→ **Task to carry out**:
Search the records below for "Some"; copy each line that has it.

→ **Extracted material**:
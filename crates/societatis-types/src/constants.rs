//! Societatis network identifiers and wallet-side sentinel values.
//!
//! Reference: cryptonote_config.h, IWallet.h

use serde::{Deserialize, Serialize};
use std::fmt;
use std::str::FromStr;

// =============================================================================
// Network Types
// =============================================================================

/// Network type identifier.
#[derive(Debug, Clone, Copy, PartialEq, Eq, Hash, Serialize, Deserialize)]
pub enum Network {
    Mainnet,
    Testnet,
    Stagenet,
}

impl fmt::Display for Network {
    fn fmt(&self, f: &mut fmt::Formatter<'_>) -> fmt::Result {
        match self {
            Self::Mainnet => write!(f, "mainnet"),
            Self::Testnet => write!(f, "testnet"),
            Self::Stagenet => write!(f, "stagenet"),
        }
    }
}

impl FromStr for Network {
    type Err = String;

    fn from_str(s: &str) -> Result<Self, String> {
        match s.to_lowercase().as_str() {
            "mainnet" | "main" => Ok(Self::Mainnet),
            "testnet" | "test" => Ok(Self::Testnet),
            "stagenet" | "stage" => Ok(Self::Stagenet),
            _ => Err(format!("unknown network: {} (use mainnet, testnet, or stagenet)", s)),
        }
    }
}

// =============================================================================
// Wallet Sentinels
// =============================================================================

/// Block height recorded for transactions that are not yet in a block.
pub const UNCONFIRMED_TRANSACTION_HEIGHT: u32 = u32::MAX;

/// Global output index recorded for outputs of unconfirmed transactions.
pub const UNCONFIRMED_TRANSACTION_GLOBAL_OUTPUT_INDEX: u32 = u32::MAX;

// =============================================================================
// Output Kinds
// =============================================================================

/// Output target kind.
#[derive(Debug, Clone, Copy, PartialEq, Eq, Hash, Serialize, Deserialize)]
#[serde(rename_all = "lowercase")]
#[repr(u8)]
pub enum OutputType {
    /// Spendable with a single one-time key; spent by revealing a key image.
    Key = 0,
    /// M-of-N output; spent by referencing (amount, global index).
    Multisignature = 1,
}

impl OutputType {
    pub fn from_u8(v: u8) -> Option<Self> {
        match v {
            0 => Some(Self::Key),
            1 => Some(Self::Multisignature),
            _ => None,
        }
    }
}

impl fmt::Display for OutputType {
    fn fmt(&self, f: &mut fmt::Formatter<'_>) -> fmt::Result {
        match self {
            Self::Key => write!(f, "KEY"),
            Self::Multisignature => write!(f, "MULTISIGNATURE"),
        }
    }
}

→ **Answer space**:
            0 => Some(Self::Key),
            1 => Some(Self::Multisignature),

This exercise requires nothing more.